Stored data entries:
Segment Open
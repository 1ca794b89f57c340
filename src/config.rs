//! Process configuration, read once from the environment at startup.
//!
//! Required variables are checked up front so that a missing value stops
//! the process before it binds a socket.

use std::net::SocketAddr;
use std::path::PathBuf;
use thiserror::Error;

use crate::agent::DEFAULT_AGENT_ENDPOINT;
use crate::llm::LlmConfig;
use crate::relay::{BotIdentity, DEFAULT_BOT_AVATAR_URL, DEFAULT_BOT_NAME};
use crate::upload::UploadConfig;

#[derive(Debug, Error)]
pub enum ConfigError {
    #[error("missing required environment variable {0}")]
    Missing(&'static str),

    #[error("invalid value for {key}: {reason}")]
    Invalid { key: &'static str, reason: String },
}

/// Logging settings shared by every binary
#[derive(Debug, Clone)]
pub struct LogConfig {
    /// `tracing` filter used when `RUST_LOG` is unset
    pub level: String,
    /// Emit newline-delimited JSON
    pub json: bool,
}

impl LogConfig {
    pub fn from_env() -> Self {
        Self::from_lookup(|key| std::env::var(key).ok())
    }

    pub fn from_lookup(lookup: impl Fn(&str) -> Option<String>) -> Self {
        Self {
            level: lookup("RELAY_LOG").unwrap_or_else(|| "info".to_string()),
            json: lookup("RELAY_LOG_JSON")
                .map(|v| v == "1" || v.eq_ignore_ascii_case("true"))
                .unwrap_or(false),
        }
    }

    /// Install the global subscriber. `RUST_LOG` wins over `RELAY_LOG`.
    pub fn init_tracing(&self) {
        let env_filter = tracing_subscriber::EnvFilter::try_from_default_env()
            .or_else(|_| self.level.parse::<tracing_subscriber::EnvFilter>())
            .unwrap_or_else(|e| {
                eprintln!(
                    "WARN: RELAY_LOG='{}' is not a valid tracing filter ({}); falling back to 'info'",
                    self.level, e
                );
                tracing_subscriber::EnvFilter::new("info")
            });

        let subscriber = tracing_subscriber::fmt()
            .with_env_filter(env_filter)
            .with_target(true);

        if self.json {
            subscriber.json().init();
        } else {
            subscriber.init();
        }
    }
}

/// Everything the relay server needs
#[derive(Debug, Clone)]
pub struct AppConfig {
    pub bind_address: SocketAddr,
    pub database_url: String,
    pub db_pool_size: usize,
    pub llm: LlmConfig,
    pub bot: BotIdentity,
    pub uploads: UploadConfig,
}

impl AppConfig {
    pub fn from_env() -> Result<Self, ConfigError> {
        Self::from_lookup(|key| std::env::var(key).ok())
    }

    /// Build from any key lookup; empty values count as missing
    pub fn from_lookup(lookup: impl Fn(&str) -> Option<String>) -> Result<Self, ConfigError> {
        let get = |key: &str| lookup(key).filter(|v| !v.trim().is_empty());
        let required = |key: &'static str| get(key).ok_or(ConfigError::Missing(key));

        let database_url = required("DATABASE_URL")?;
        let llm_url = required("LLM_API_URL")?;
        let llm_key = required("LLM_API_KEY")?;
        let workspace = required("LLM_WORKSPACE_ID")?;

        let bind_address = get("RELAY_BIND")
            .unwrap_or_else(|| "127.0.0.1:3030".to_string())
            .parse::<SocketAddr>()
            .map_err(|e| ConfigError::Invalid {
                key: "RELAY_BIND",
                reason: e.to_string(),
            })?;

        let db_pool_size = match get("RELAY_DB_POOL_SIZE") {
            Some(v) => v.parse::<usize>().ok().filter(|n| *n > 0).ok_or(ConfigError::Invalid {
                key: "RELAY_DB_POOL_SIZE",
                reason: format!("'{}' is not a positive integer", v),
            })?,
            None => 16,
        };

        let mut llm = LlmConfig::new(llm_url, llm_key, workspace);
        if let Some(session_id) = get("LLM_SESSION_ID") {
            llm = llm.with_session_id(session_id);
        }
        if let Some(mode) = get("LLM_MODE") {
            llm = llm.with_mode(mode);
        }

        let bot = BotIdentity {
            name: get("BOT_NAME").unwrap_or_else(|| DEFAULT_BOT_NAME.to_string()),
            avatar_url: get("BOT_AVATAR_URL").unwrap_or_else(|| DEFAULT_BOT_AVATAR_URL.to_string()),
            ..BotIdentity::default()
        };

        let uploads = match get("UPLOAD_DIR") {
            Some(dir) => UploadConfig::new(PathBuf::from(dir)),
            None => UploadConfig::default(),
        };

        Ok(Self {
            bind_address,
            database_url,
            db_pool_size,
            llm,
            bot,
            uploads,
        })
    }
}

/// Settings for the terminal agent client
#[derive(Debug, Clone)]
pub struct AgentConfig {
    pub endpoint: String,
}

impl AgentConfig {
    pub fn from_env() -> Self {
        Self::from_lookup(|key| std::env::var(key).ok())
    }

    pub fn from_lookup(lookup: impl Fn(&str) -> Option<String>) -> Self {
        Self {
            endpoint: lookup("AGENT_ENDPOINT")
                .filter(|v| !v.trim().is_empty())
                .unwrap_or_else(|| DEFAULT_AGENT_ENDPOINT.to_string()),
        }
    }
}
Segment Closed
◆ **WHAT TO DO**
Exactly as they stand, please print the lines from the first line of the records above down to the line that includes "use crate::agent::DEFAULT_AGENT_ENDPOINT;", both of those included and no others.

◆ **RESPONSE**
repository 1ca794b89f57c340
filename src/config.rs
//! Process configuration, read once from the environment at startup.
//!
//! Required variables are checked up front so that a missing value stops
//! the process before it binds a socket.

use std::net::SocketAddr;
use std::path::PathBuf;
use thiserror::Error;

use crate::agent::DEFAULT_AGENT_ENDPOINT;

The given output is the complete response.